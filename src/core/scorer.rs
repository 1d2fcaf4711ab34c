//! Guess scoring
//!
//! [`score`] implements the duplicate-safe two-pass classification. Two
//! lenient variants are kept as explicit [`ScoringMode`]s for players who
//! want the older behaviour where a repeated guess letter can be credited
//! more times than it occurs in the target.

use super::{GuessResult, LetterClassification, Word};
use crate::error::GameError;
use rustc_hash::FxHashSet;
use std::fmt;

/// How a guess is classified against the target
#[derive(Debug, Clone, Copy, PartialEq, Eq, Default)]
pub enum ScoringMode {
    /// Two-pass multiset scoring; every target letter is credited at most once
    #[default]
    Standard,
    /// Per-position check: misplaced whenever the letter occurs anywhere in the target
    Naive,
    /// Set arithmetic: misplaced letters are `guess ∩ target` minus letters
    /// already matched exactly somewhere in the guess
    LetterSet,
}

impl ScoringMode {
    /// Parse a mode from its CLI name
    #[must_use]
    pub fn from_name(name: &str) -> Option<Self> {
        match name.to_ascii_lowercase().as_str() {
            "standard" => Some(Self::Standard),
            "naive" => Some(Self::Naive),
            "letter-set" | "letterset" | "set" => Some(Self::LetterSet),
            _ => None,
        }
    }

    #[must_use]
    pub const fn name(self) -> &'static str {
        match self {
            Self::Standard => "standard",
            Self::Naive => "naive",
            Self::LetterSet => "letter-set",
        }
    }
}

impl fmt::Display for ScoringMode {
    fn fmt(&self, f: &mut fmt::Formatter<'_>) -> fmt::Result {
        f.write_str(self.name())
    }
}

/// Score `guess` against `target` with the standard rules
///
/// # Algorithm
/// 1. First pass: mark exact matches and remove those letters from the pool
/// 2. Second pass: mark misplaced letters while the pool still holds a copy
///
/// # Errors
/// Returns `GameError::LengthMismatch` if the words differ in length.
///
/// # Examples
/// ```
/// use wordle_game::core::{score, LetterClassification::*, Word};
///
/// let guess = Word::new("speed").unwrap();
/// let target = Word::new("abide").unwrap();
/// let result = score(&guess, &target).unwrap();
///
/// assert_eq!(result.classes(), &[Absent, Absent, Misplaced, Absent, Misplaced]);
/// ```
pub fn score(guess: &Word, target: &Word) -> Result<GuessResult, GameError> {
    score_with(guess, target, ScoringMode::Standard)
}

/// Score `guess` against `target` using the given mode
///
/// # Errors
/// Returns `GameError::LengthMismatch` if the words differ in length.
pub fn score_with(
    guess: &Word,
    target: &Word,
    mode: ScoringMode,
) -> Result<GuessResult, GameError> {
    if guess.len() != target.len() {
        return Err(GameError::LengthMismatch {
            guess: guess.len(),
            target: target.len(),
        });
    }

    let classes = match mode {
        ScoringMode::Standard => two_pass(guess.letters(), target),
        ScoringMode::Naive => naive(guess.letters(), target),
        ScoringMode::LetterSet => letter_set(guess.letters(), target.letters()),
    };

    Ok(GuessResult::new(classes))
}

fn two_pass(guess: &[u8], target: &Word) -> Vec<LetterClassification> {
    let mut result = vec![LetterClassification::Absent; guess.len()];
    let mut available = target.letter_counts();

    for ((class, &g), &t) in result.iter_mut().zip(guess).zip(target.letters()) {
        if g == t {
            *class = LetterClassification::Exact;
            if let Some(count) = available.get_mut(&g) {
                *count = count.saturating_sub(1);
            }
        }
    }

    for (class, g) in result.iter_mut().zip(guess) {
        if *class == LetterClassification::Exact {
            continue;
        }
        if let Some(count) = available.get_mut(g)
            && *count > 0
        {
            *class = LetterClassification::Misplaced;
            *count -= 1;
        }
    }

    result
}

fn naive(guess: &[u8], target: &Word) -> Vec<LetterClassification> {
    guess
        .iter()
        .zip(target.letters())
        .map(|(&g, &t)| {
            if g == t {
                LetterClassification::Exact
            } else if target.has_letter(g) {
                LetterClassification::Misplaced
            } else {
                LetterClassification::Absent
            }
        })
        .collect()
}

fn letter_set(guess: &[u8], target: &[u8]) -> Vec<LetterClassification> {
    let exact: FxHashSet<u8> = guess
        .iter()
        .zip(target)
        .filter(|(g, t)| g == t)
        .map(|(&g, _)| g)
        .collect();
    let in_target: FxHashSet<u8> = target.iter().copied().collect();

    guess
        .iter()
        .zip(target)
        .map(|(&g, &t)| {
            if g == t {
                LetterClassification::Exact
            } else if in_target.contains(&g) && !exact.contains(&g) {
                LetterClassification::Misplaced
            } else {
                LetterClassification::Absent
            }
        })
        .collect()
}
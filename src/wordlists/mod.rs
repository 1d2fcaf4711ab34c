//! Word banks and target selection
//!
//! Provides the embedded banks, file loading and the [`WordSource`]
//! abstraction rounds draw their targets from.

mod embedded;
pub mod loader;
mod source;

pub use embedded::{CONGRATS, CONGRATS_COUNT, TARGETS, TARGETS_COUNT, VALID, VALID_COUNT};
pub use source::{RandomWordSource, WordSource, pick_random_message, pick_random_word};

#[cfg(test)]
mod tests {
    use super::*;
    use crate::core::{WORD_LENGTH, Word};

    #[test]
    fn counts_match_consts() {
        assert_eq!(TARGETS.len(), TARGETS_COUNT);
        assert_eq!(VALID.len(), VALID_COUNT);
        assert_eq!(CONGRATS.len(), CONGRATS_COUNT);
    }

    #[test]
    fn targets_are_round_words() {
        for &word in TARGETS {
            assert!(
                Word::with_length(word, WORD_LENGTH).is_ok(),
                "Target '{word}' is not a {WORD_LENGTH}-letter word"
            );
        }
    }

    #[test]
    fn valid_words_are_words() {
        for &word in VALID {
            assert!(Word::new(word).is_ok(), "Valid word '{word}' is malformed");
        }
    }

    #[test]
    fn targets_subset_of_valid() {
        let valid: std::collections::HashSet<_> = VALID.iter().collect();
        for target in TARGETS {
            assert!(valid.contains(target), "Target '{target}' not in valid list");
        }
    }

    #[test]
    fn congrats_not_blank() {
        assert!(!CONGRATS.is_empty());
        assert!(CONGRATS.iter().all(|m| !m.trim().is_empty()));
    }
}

■ ■ ■

WHAT TO DO> Repeat, word for word, every line above.

ANSWER TO THIS EXERCISE>
filename src/core/scorer.rs
repository 1d2fcaf4711ab34c
//! Guess scoring
//!
//! [`score`] implements the duplicate-safe two-pass classification. Two
//! lenient variants are kept as explicit [`ScoringMode`]s for players who
//! want the older behaviour where a repeated guess letter can be credited
//! more times than it occurs in the target.

use super::{GuessResult, LetterClassification, Word};
use crate::error::GameError;
use rustc_hash::FxHashSet;
use std::fmt;

/// How a guess is classified against the target
#[derive(Debug, Clone, Copy, PartialEq, Eq, Default)]
pub enum ScoringMode {
    /// Two-pass multiset scoring; every target letter is credited at most once
    #[default]
    Standard,
    /// Per-position check: misplaced whenever the letter occurs anywhere in the target
    Naive,
    /// Set arithmetic: misplaced letters are `guess ∩ target` minus letters
    /// already matched exactly somewhere in the guess
    LetterSet,
}

impl ScoringMode {
    /// Parse a mode from its CLI name
    #[must_use]
    pub fn from_name(name: &str) -> Option<Self> {
        match name.to_ascii_lowercase().as_str() {
            "standard" => Some(Self::Standard),
            "naive" => Some(Self::Naive),
            "letter-set" | "letterset" | "set" => Some(Self::LetterSet),
            _ => None,
        }
    }

    #[must_use]
    pub const fn name(self) -> &'static str {
        match self {
            Self::Standard => "standard",
            Self::Naive => "naive",
            Self::LetterSet => "letter-set",
        }
    }
}

impl fmt::Display for ScoringMode {
    fn fmt(&self, f: &mut fmt::Formatter<'_>) -> fmt::Result {
        f.write_str(self.name())
    }
}

/// Score `guess` against `target` with the standard rules
///
/// # Algorithm
/// 1. First pass: mark exact matches and remove those letters from the pool
/// 2. Second pass: mark misplaced letters while the pool still holds a copy
///
/// # Errors
/// Returns `GameError::LengthMismatch` if the words differ in length.
///
/// # Examples
/// ```
/// use wordle_game::core::{score, LetterClassification::*, Word};
///
/// let guess = Word::new("speed").unwrap();
/// let target = Word::new("abide").unwrap();
/// let result = score(&guess, &target).unwrap();
///
/// assert_eq!(result.classes(), &[Absent, Absent, Misplaced, Absent, Misplaced]);
/// ```
pub fn score(guess: &Word, target: &Word) -> Result<GuessResult, GameError> {
    score_with(guess, target, ScoringMode::Standard)
}

/// Score `guess` against `target` using the given mode
///
/// # Errors
/// Returns `GameError::LengthMismatch` if the words differ in length.
pub fn score_with(
    guess: &Word,
    target: &Word,
    mode: ScoringMode,
) -> Result<GuessResult, GameError> {
    if guess.len() != target.len() {
        return Err(GameError::LengthMismatch {
            guess: guess.len(),
            target: target.len(),
        });
    }

    let classes = match mode {
        ScoringMode::Standard => two_pass(guess.letters(), target),
        ScoringMode::Naive => naive(guess.letters(), target),
        ScoringMode::LetterSet => letter_set(guess.letters(), target.letters()),
    };

    Ok(GuessResult::new(classes))
}

fn two_pass(guess: &[u8], target: &Word) -> Vec<LetterClassification> {
    let mut result = vec![LetterClassification::Absent; guess.len()];
    let mut available = target.letter_counts();

    for ((class, &g), &t) in result.iter_mut().zip(guess).zip(target.letters()) {
        if g == t {
            *class = LetterClassification::Exact;
            if let Some(count) = available.get_mut(&g) {
                *count = count.saturating_sub(1);
            }
        }
    }

    for (class, g) in result.iter_mut().zip(guess) {
        if *class == LetterClassification::Exact {
            continue;
        }
        if let Some(count) = available.get_mut(g)
            && *count > 0
        {
            *class = LetterClassification::Misplaced;
            *count -= 1;
        }
    }

    result
}

fn naive(guess: &[u8], target: &Word) -> Vec<LetterClassification> {
    guess
        .iter()
        .zip(target.letters())
        .map(|(&g, &t)| {
            if g == t {
                LetterClassification::Exact
            } else if target.has_letter(g) {
                LetterClassification::Misplaced
            } else {
                LetterClassification::Absent
            }
        })
        .collect()
}

fn letter_set(guess: &[u8], target: &[u8]) -> Vec<LetterClassification> {
    let exact: FxHashSet<u8> = guess
        .iter()
        .zip(target)
        .filter(|(g, t)| g == t)
        .map(|(&g, _)| g)
        .collect();
    let in_target: FxHashSet<u8> = target.iter().copied().collect();

    guess
        .iter()
        .zip(target)
        .map(|(&g, &t)| {
            if g == t {
                LetterClassification::Exact
            } else if in_target.contains(&g) && !exact.contains(&g) {
                LetterClassification::Misplaced
            } else {
                LetterClassification::Absent
            }
        })
        .collect()
}
filename src/wordlists/mod.rs
repository 1d2fcaf4711ab34c
//! Word banks and target selection
//!
//! Provides the embedded banks, file loading and the [`WordSource`]
//! abstraction rounds draw their targets from.

mod embedded;
pub mod loader;
mod source;

pub use embedded::{CONGRATS, CONGRATS_COUNT, TARGETS, TARGETS_COUNT, VALID, VALID_COUNT};
pub use source::{RandomWordSource, WordSource, pick_random_message, pick_random_word};

#[cfg(test)]
mod tests {
    use super::*;
    use crate::core::{WORD_LENGTH, Word};

    #[test]
    fn counts_match_consts() {
        assert_eq!(TARGETS.len(), TARGETS_COUNT);
        assert_eq!(VALID.len(), VALID_COUNT);
        assert_eq!(CONGRATS.len(), CONGRATS_COUNT);
    }

    #[test]
    fn targets_are_round_words() {
        for &word in TARGETS {
            assert!(
                Word::with_length(word, WORD_LENGTH).is_ok(),
                "Target '{word}' is not a {WORD_LENGTH}-letter word"
            );
        }
    }

    #[test]
    fn valid_words_are_words() {
        for &word in VALID {
            assert!(Word::new(word).is_ok(), "Valid word '{word}' is malformed");
        }
    }

    #[test]
    fn targets_subset_of_valid() {
        let valid: std::collections::HashSet<_> = VALID.iter().collect();
        for target in TARGETS {
            assert!(valid.contains(target), "Target '{target}' not in valid list");
        }
    }

    #[test]
    fn congrats_not_blank() {
        assert!(!CONGRATS.is_empty());
        assert!(CONGRATS.iter().all(|m| !m.trim().is_empty()));
    }
}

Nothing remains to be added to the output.